Exactly as written, print each of the entries.

## Input data
------------------------------
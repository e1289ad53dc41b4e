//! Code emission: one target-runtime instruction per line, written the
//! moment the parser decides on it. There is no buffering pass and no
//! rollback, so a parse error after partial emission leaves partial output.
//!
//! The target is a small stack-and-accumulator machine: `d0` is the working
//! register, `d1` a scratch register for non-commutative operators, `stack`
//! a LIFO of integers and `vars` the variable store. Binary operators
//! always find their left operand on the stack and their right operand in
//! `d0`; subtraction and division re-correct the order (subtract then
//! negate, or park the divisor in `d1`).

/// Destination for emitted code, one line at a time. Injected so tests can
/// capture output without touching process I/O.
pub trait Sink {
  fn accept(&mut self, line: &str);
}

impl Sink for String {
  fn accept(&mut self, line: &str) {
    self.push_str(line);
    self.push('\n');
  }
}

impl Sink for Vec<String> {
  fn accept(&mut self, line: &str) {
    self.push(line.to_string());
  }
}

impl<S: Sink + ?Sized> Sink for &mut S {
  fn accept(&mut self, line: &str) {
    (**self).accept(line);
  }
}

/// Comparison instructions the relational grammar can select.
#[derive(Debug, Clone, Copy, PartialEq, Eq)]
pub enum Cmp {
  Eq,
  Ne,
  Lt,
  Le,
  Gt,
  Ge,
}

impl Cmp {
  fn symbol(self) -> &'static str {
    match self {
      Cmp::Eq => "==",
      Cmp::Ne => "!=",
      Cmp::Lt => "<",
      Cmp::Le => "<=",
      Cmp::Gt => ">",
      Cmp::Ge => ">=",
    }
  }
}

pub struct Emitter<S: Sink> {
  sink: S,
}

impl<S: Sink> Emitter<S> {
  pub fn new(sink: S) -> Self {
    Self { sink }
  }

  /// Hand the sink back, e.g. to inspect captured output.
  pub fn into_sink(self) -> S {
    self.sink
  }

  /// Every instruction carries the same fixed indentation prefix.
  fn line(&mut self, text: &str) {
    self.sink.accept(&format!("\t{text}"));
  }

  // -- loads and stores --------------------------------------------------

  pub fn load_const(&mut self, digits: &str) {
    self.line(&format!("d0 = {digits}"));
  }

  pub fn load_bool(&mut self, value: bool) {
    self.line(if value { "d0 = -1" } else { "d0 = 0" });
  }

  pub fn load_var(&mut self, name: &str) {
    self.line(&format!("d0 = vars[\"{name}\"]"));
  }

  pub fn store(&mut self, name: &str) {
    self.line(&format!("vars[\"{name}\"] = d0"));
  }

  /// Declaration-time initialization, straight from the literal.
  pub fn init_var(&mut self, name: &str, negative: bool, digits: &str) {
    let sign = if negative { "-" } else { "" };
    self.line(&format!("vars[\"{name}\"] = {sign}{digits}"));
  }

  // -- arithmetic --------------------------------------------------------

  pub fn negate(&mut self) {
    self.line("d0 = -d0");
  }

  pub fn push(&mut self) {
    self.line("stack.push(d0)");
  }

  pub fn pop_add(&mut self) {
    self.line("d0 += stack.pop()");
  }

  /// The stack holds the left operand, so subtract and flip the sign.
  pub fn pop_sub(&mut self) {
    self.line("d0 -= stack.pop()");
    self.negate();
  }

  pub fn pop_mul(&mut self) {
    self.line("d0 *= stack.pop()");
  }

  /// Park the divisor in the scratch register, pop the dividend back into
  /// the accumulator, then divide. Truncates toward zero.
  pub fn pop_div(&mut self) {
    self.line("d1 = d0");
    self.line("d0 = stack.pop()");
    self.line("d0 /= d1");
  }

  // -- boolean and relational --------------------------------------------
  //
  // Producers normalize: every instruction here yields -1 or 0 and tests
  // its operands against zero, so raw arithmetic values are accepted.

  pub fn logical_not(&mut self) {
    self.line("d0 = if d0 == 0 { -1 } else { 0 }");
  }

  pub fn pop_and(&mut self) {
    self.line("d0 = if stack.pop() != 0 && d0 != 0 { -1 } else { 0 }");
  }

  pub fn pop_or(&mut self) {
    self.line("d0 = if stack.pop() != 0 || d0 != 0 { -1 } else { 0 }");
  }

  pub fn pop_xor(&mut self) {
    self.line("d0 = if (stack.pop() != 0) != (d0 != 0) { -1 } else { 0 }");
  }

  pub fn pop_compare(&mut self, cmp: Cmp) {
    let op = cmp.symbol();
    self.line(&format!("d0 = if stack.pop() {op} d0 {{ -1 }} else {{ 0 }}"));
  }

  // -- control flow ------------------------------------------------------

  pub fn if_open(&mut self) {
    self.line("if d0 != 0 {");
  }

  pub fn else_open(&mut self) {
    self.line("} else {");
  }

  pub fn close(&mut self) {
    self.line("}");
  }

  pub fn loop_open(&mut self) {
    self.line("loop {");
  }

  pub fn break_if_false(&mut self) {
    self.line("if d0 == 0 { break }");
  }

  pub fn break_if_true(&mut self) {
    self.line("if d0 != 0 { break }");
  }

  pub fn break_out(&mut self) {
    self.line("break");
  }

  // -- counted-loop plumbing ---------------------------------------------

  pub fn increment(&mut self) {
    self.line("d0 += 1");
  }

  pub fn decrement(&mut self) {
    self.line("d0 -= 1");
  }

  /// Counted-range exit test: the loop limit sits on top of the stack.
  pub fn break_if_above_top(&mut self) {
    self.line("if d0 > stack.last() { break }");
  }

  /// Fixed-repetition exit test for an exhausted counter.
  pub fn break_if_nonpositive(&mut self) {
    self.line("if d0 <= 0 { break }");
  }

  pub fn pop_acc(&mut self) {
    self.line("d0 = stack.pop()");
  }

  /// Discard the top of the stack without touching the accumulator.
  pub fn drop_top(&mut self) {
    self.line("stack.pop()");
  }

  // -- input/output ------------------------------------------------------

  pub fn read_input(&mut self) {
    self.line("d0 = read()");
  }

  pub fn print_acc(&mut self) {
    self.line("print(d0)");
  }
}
------------------------------
## Written response
repository e1289ad53dc41b4e
//! Code emission: one target-runtime instruction per line, written the
//! moment the parser decides on it. There is no buffering pass and no
//! rollback, so a parse error after partial emission leaves partial output.
//!
//! The target is a small stack-and-accumulator machine: `d0` is the working
//! register, `d1` a scratch register for non-commutative operators, `stack`
//! a LIFO of integers and `vars` the variable store. Binary operators
//! always find their left operand on the stack and their right operand in
//! `d0`; subtraction and division re-correct the order (subtract then
//! negate, or park the divisor in `d1`).

/// Destination for emitted code, one line at a time. Injected so tests can
/// capture output without touching process I/O.
pub trait Sink {
  fn accept(&mut self, line: &str);
}

impl Sink for String {
  fn accept(&mut self, line: &str) {
    self.push_str(line);
    self.push('\n');
  }
}

impl Sink for Vec<String> {
  fn accept(&mut self, line: &str) {
    self.push(line.to_string());
  }
}

impl<S: Sink + ?Sized> Sink for &mut S {
  fn accept(&mut self, line: &str) {
    (**self).accept(line);
  }
}

/// Comparison instructions the relational grammar can select.
#[derive(Debug, Clone, Copy, PartialEq, Eq)]
pub enum Cmp {
  Eq,
  Ne,
  Lt,
  Le,
  Gt,
  Ge,
}

impl Cmp {
  fn symbol(self) -> &'static str {
    match self {
      Cmp::Eq => "==",
      Cmp::Ne => "!=",
      Cmp::Lt => "<",
      Cmp::Le => "<=",
      Cmp::Gt => ">",
      Cmp::Ge => ">=",
    }
  }
}

pub struct Emitter<S: Sink> {
  sink: S,
}

impl<S: Sink> Emitter<S> {
  pub fn new(sink: S) -> Self {
    Self { sink }
  }

  /// Hand the sink back, e.g. to inspect captured output.
  pub fn into_sink(self) -> S {
    self.sink
  }

  /// Every instruction carries the same fixed indentation prefix.
  fn line(&mut self, text: &str) {
    self.sink.accept(&format!("\t{text}"));
  }

  // -- loads and stores --------------------------------------------------

  pub fn load_const(&mut self, digits: &str) {
    self.line(&format!("d0 = {digits}"));
  }

  pub fn load_bool(&mut self, value: bool) {
    self.line(if value { "d0 = -1" } else { "d0 = 0" });
  }

  pub fn load_var(&mut self, name: &str) {
    self.line(&format!("d0 = vars[\"{name}\"]"));
  }

  pub fn store(&mut self, name: &str) {
    self.line(&format!("vars[\"{name}\"] = d0"));
  }

  /// Declaration-time initialization, straight from the literal.
  pub fn init_var(&mut self, name: &str, negative: bool, digits: &str) {
    let sign = if negative { "-" } else { "" };
    self.line(&format!("vars[\"{name}\"] = {sign}{digits}"));
  }

  // -- arithmetic --------------------------------------------------------

  pub fn negate(&mut self) {
    self.line("d0 = -d0");
  }

  pub fn push(&mut self) {
    self.line("stack.push(d0)");
  }

  pub fn pop_add(&mut self) {
    self.line("d0 += stack.pop()");
  }

  /// The stack holds the left operand, so subtract and flip the sign.
  pub fn pop_sub(&mut self) {
    self.line("d0 -= stack.pop()");
    self.negate();
  }

  pub fn pop_mul(&mut self) {
    self.line("d0 *= stack.pop()");
  }

  /// Park the divisor in the scratch register, pop the dividend back into
  /// the accumulator, then divide. Truncates toward zero.
  pub fn pop_div(&mut self) {
    self.line("d1 = d0");
    self.line("d0 = stack.pop()");
    self.line("d0 /= d1");
  }

  // -- boolean and relational --------------------------------------------
  //
  // Producers normalize: every instruction here yields -1 or 0 and tests
  // its operands against zero, so raw arithmetic values are accepted.

  pub fn logical_not(&mut self) {
    self.line("d0 = if d0 == 0 { -1 } else { 0 }");
  }

  pub fn pop_and(&mut self) {
    self.line("d0 = if stack.pop() != 0 && d0 != 0 { -1 } else { 0 }");
  }

  pub fn pop_or(&mut self) {
    self.line("d0 = if stack.pop() != 0 || d0 != 0 { -1 } else { 0 }");
  }

  pub fn pop_xor(&mut self) {
    self.line("d0 = if (stack.pop() != 0) != (d0 != 0) { -1 } else { 0 }");
  }

  pub fn pop_compare(&mut self, cmp: Cmp) {
    let op = cmp.symbol();
    self.line(&format!("d0 = if stack.pop() {op} d0 {{ -1 }} else {{ 0 }}"));
  }

  // -- control flow ------------------------------------------------------

  pub fn if_open(&mut self) {
    self.line("if d0 != 0 {");
  }

  pub fn else_open(&mut self) {
    self.line("} else {");
  }

  pub fn close(&mut self) {
    self.line("}");
  }

  pub fn loop_open(&mut self) {
    self.line("loop {");
  }

  pub fn break_if_false(&mut self) {
    self.line("if d0 == 0 { break }");
  }

  pub fn break_if_true(&mut self) {
    self.line("if d0 != 0 { break }");
  }

  pub fn break_out(&mut self) {
    self.line("break");
  }

  // -- counted-loop plumbing ---------------------------------------------

  pub fn increment(&mut self) {
    self.line("d0 += 1");
  }

  pub fn decrement(&mut self) {
    self.line("d0 -= 1");
  }

  /// Counted-range exit test: the loop limit sits on top of the stack.
  pub fn break_if_above_top(&mut self) {
    self.line("if d0 > stack.last() { break }");
  }

  /// Fixed-repetition exit test for an exhausted counter.
  pub fn break_if_nonpositive(&mut self) {
    self.line("if d0 <= 0 { break }");
  }

  pub fn pop_acc(&mut self) {
    self.line("d0 = stack.pop()");
  }

  /// Discard the top of the stack without touching the accumulator.
  pub fn drop_top(&mut self) {
    self.line("stack.pop()");
  }

  // -- input/output ------------------------------------------------------

  pub fn read_input(&mut self) {
    self.line("d0 = read()");
  }

  pub fn print_acc(&mut self) {
    self.line("print(d0)");
  }
}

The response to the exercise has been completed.